Monday, January 13, 2025

Benjamin Franklin "On True Happiness"

Benjamin Franklin said, “virtue and happiness are mother and daughter” (Poor Richard's Almanac). He believed that real happiness was not just about pleasure and positivity but more about our character, conduct, and in doing good deeds. He wrote:

“The desire of happiness in general is so natural to us that all the world are in pursuit of it; all have this one end in view, though they take such different methods to attain it, and are so much divided in their notions of it.

Evil, as evil, can never be chosen; and though evil is often the effect of our own choice, yet we never desire it but under the appearance of an imaginary good.

Many things we indulge ourselves in may be considered by us as evils, and yet be desirable; but then they are only considered as evils in their effects and consequences, not as evils at present and attended with immediate misery.

Reason represents things to us not only as they are at present, but as they are in their whole nature and tendency; passion only regards them in their former light. When this governs us we are regardless of the future, and are only affected with the present. It is impossible ever to enjoy ourselves rightly if our conduct be not such as to preserve the harmony and order of our faculties and the original frame and constitution of our minds; all true happiness, as all that is truly beautiful, can only result from order.

Whilst there is a conflict betwixt the two principles of passion and reason, we must be miserable in proportion to the struggle, and when the victory is gained and reason so far subdued as seldom to trouble us with its remonstrances, the happiness we have then is not the happiness of our rational nature, but the happiness only of the inferior and sensual part of us, and consequently a very low and imperfect happiness to what the other would have afforded us.
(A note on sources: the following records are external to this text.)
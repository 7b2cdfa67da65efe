//! Backend attendance service client
//!
//! One operation: `process_scan(payload, actor)`. The HTTP implementation
//! attaches the session's bearer token and invalidates the session on `401`.

use async_trait::async_trait;
use serde::Deserialize;
use std::time::Duration;
use tracing::{debug, warn};

use crate::config::BackendConfig;
use crate::error::BackendError;
use crate::model::{ActorIdentity, ScanRequest, ScanResponse};
use crate::session::SharedSession;

#[async_trait]
pub trait AttendanceBackend: Send + Sync {
    async fn process_scan(
        &self,
        payload: &str,
        actor: &ActorIdentity,
    ) -> Result<ScanResponse, BackendError>;
}

/// FastAPI error body
#[derive(Debug, Deserialize)]
struct ErrorDetail {
    detail: String,
}

pub struct HttpAttendanceBackend {
    client: reqwest::Client,
    config: BackendConfig,
    session: SharedSession,
}

impl HttpAttendanceBackend {
    pub fn new(config: BackendConfig, session: SharedSession) -> Result<Self, BackendError> {
        let client = reqwest::Client::builder()
            .timeout(Duration::from_secs(config.request_timeout_secs))
            .user_agent(concat!("timeclock-scanner/", env!("CARGO_PKG_VERSION")))
            .build()?;
        Ok(Self::with_client(client, config, session))
    }

    pub fn with_client(client: reqwest::Client, config: BackendConfig, session: SharedSession) -> Self {
        Self { client, config, session }
    }

    /// Map a non-2xx, non-401 response body onto a scan failure when possible
    fn failure_from_body(status: u16, body: String) -> Result<ScanResponse, BackendError> {
        if let Ok(response) = serde_json::from_str::<ScanResponse>(&body) {
            return Ok(response);
        }
        if let Ok(detail) = serde_json::from_str::<ErrorDetail>(&body) {
            return Ok(ScanResponse {
                success: false,
                message: detail.detail,
                ..Default::default()
            });
        }
        Err(BackendError::Status { status, body })
    }
}

#[async_trait]
impl AttendanceBackend for HttpAttendanceBackend {
    async fn process_scan(
        &self,
        payload: &str,
        actor: &ActorIdentity,
    ) -> Result<ScanResponse, BackendError> {
        let token = self.session.bearer().ok_or(BackendError::NotAuthenticated)?;

        let request = ScanRequest {
            qr_code: payload.to_string(),
            user_id: actor.user_id.clone(),
        };

        let response = self
            .client
            .post(self.config.scan_url())
            .bearer_auth(token)
            .json(&request)
            .send()
            .await?;

        let status = response.status();
        debug!("Scan request answered with HTTP {}", status);

        if status == reqwest::StatusCode::UNAUTHORIZED {
            self.session.invalidate();
            return Err(BackendError::SessionExpired);
        }

        if status.is_success() {
            return response
                .json::<ScanResponse>()
                .await
                .map_err(|e| BackendError::InvalidResponse(e.to_string()));
        }

        let body = response.text().await.unwrap_or_default();
        if status.is_client_error() {
            warn!("Scan request rejected with HTTP {}", status);
            return Self::failure_from_body(status.as_u16(), body);
        }

        Err(BackendError::Status { status: status.as_u16(), body })
    }
}

#[cfg(test)]
mod tests {
    use super::*;

    #[test]
    fn test_detail_body_becomes_failure() {
        let response =
            HttpAttendanceBackend::failure_from_body(403, r#"{"detail":"Access denied"}"#.into()).unwrap();
        assert!(!response.success);
        assert_eq!(response.message, "Access denied");
    }

    #[test]
    fn test_scan_shaped_error_body_is_kept() {
        let body = r#"{"success":false,"message":"Please wait 3 seconds","cooldown_seconds":3}"#;
        let response = HttpAttendanceBackend::failure_from_body(429, body.into()).unwrap();
        assert_eq!(response.cooldown_seconds, Some(3));
    }

    #[test]
    fn test_unparsable_error_body() {
        let err = HttpAttendanceBackend::failure_from_body(400, "<html>".into()).unwrap_err();
        assert!(matches!(err, BackendError::Status { status: 400, .. }));
    }
}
If we reflect upon any one passion and disposition of mind abstract from virtue, we shall soon see the disconnection between that and true, solid happiness. It is of the very essence, for instance, of envy to be uneasy and disquieted. Pride meets with provocations and disturbances upon almost every occasion. Covetousness is ever attended with solicitude and anxiety. Ambition has its disappointments to sour us, but never the good fortune to satisfy us; its appetite grows the keener by indulgence, and all we can gratify it with at present serves but the more to inflame its insatiable desires.

The passions, by being too much conversant with earthly objects, can never fix in us a proper composure and acquiescence of mind. Nothing but an indifference to the things of this world, an entire submission to the will of Providence here, and a well-grounded expectation of happiness hereafter, can give us a true satisfactory enjoyment of ourselves. Virtue is the best guard against the many unavoidable evils incident to us; nothing better alleviates the weight of the afflictions or gives a truer relish of the blessings of human life.
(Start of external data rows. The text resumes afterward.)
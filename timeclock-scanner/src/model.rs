//! Scan engine data model
//!
//! Types shared by every component of the engine:
//! - Actor identity and tenant scope
//! - Decode attempts and the outcome of a submission
//! - Cooldown and camera state snapshots published to the presentation layer
//! - Wire shapes of the backend attendance service

use chrono::{DateTime, Utc};
use serde::{Deserialize, Serialize};
use std::fmt;
use tokio::time::Instant;

use crate::error::ErrorKind;

/// The logged-in identity performing scans, scoped to one tenant
#[derive(Debug, Clone, PartialEq, Eq, Serialize, Deserialize)]
pub struct ActorIdentity {
    pub user_id: String,
    pub username: String,
    pub role: String,
    /// Company the actor belongs to. Owners have none.
    pub tenant_id: Option<String>,
    pub tenant_name: Option<String>,
}

impl ActorIdentity {
    pub fn new(user_id: impl Into<String>, tenant_id: Option<String>) -> Self {
        Self {
            user_id: user_id.into(),
            username: String::new(),
            role: "user".to_string(),
            tenant_id,
            tenant_name: None,
        }
    }
}

/// Camera facing direction
#[derive(Debug, Clone, Copy, PartialEq, Eq, Hash, Serialize, Deserialize)]
#[serde(rename_all = "lowercase")]
pub enum Facing {
    Front,
    Back,
}

impl Facing {
    pub fn opposite(self) -> Self {
        match self {
            Facing::Front => Facing::Back,
            Facing::Back => Facing::Front,
        }
    }
}

impl Default for Facing {
    fn default() -> Self {
        Facing::Back
    }
}

impl fmt::Display for Facing {
    fn fmt(&self, f: &mut fmt::Formatter<'_>) -> fmt::Result {
        match self {
            Facing::Front => write!(f, "front"),
            Facing::Back => write!(f, "back"),
        }
    }
}

/// A decoded payload waiting for classification
#[derive(Debug, Clone)]
pub struct ScanAttempt {
    pub payload: String,
    pub scanned_at: DateTime<Utc>,
    /// Monotonic instant used for freshness checks
    pub observed: Instant,
    /// Epoch of the camera stream that produced the payload
    pub stream_epoch: u64,
}

impl ScanAttempt {
    pub fn new(payload: impl Into<String>, stream_epoch: u64) -> Self {
        Self {
            payload: payload.into(),
            scanned_at: Utc::now(),
            observed: Instant::now(),
            stream_epoch,
        }
    }
}

#[derive(Debug, Clone, Copy, PartialEq, Eq, Serialize, Deserialize)]
#[serde(rename_all = "snake_case")]
pub enum AttendanceAction {
    CheckIn,
    CheckOut,
}

impl fmt::Display for AttendanceAction {
    fn fmt(&self, f: &mut fmt::Formatter<'_>) -> fmt::Result {
        match self {
            AttendanceAction::CheckIn => write!(f, "check-in"),
            AttendanceAction::CheckOut => write!(f, "check-out"),
        }
    }
}

#[derive(Debug, Clone, Copy, PartialEq, Eq, Serialize, Deserialize)]
#[serde(rename_all = "snake_case")]
pub enum RejectReason {
    Unauthorized,
    Cooldown,
    ServerError,
    Malformed,
}

/// How the presentation layer should render an outcome
#[derive(Debug, Clone, Copy, PartialEq, Eq)]
pub enum Severity {
    Success,
    Warning,
    Error,
}

/// Terminal, user-visible result of one scan submission
#[derive(Debug, Clone, PartialEq, Serialize)]
#[serde(tag = "type", rename_all = "snake_case")]
pub enum ScanOutcome {
    Accepted {
        action: AttendanceAction,
        subject_name: String,
        occurred_at: DateTime<Utc>,
        cooldown_seconds: u32,
    },
    Rejected {
        reason: RejectReason,
        message: String,
        cooldown_seconds_remaining: Option<u32>,
    },
}

impl ScanOutcome {
    pub fn rejected(reason: RejectReason, message: impl Into<String>) -> Self {
        ScanOutcome::Rejected {
            reason,
            message: message.into(),
            cooldown_seconds_remaining: None,
        }
    }

    pub fn cooldown(message: impl Into<String>, remaining: Option<u32>) -> Self {
        ScanOutcome::Rejected {
            reason: RejectReason::Cooldown,
            message: message.into(),
            cooldown_seconds_remaining: remaining,
        }
    }

    pub fn is_accepted(&self) -> bool {
        matches!(self, ScanOutcome::Accepted { .. })
    }

    pub fn reject_reason(&self) -> Option<RejectReason> {
        match self {
            ScanOutcome::Accepted { .. } => None,
            ScanOutcome::Rejected { reason, .. } => Some(*reason),
        }
    }

    /// Cooldown the server asked for, if any. Zero means none.
    pub fn server_cooldown(&self) -> u32 {
        match self {
            ScanOutcome::Accepted { cooldown_seconds, .. } => *cooldown_seconds,
            ScanOutcome::Rejected {
                reason: RejectReason::Cooldown,
                cooldown_seconds_remaining,
                ..
            } => cooldown_seconds_remaining.unwrap_or(0),
            ScanOutcome::Rejected { .. } => 0,
        }
    }

    pub fn severity(&self) -> Severity {
        match self {
            ScanOutcome::Accepted { .. } => Severity::Success,
            ScanOutcome::Rejected { reason: RejectReason::Cooldown, .. } => Severity::Warning,
            ScanOutcome::Rejected { .. } => Severity::Error,
        }
    }

    pub fn error_kind(&self) -> Option<ErrorKind> {
        self.reject_reason().map(|reason| match reason {
            RejectReason::Unauthorized => ErrorKind::Unauthorized,
            RejectReason::Cooldown => ErrorKind::CooldownRejected,
            RejectReason::ServerError => ErrorKind::ServerError,
            RejectReason::Malformed => ErrorKind::Malformed,
        })
    }
}

#[derive(Debug, Clone, Copy, PartialEq, Eq, Default, Serialize)]
pub struct CooldownState {
    pub remaining_seconds: u32,
    pub active: bool,
}

#[derive(Debug, Clone, Copy, PartialEq, Eq, Default, Serialize)]
pub struct CameraState {
    pub facing: Facing,
    pub running: bool,
}

/// Client-visible state of the scan session
#[derive(Debug, Clone, Copy, PartialEq, Eq, Default, Serialize)]
#[serde(rename_all = "snake_case")]
pub enum Phase {
    #[default]
    Idle,
    Capturing,
    Submitting,
    CooldownHold,
}

/// Body of the scan request (attendance.scan contract)
#[derive(Debug, Clone, Serialize, Deserialize)]
pub struct ScanRequest {
    pub qr_code: String,
    pub user_id: String,
}

/// Response of the backend attendance service
#[derive(Debug, Clone, Default, PartialEq, Serialize, Deserialize)]
pub struct ScanResponse {
    pub success: bool,
    #[serde(default)]
    pub action: Option<AttendanceAction>,
    #[serde(default)]
    pub employee_name: Option<String>,
    #[serde(default)]
    pub time: Option<String>,
    #[serde(default)]
    pub message: String,
    #[serde(default)]
    pub cooldown_seconds: Option<u32>,
}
What is without us has not the least connection with happiness only so far as the preservation of our lives and health depends upon it. Health of body, though so far necessary that we cannot be perfectly happy without it, is not sufficient to make us happy of itself. Happiness springs immediately from the mind; health is but to be considered as a condition or circumstance, without which this happiness cannot be tasted pure and unabated.

Virtue is the best preservative of health, as it prescribes temperance and such a regulation of our passions as is most conducive to the well-being of the animal economy, so that it is at the same time the only true happiness of the mind and the best means of preserving the health of the body.

If our desires are to the things of this world, they are never to be satisfied. If our great view is upon those of the next, the expectation of them is an infinitely higher satisfaction than the enjoyment of those of the present.

There is no happiness then but in a virtuous and self-approving conduct. Unless our actions will bear the test of our sober judgments and reflections upon them, they are not the actions and consequently not the happiness of a rational being.”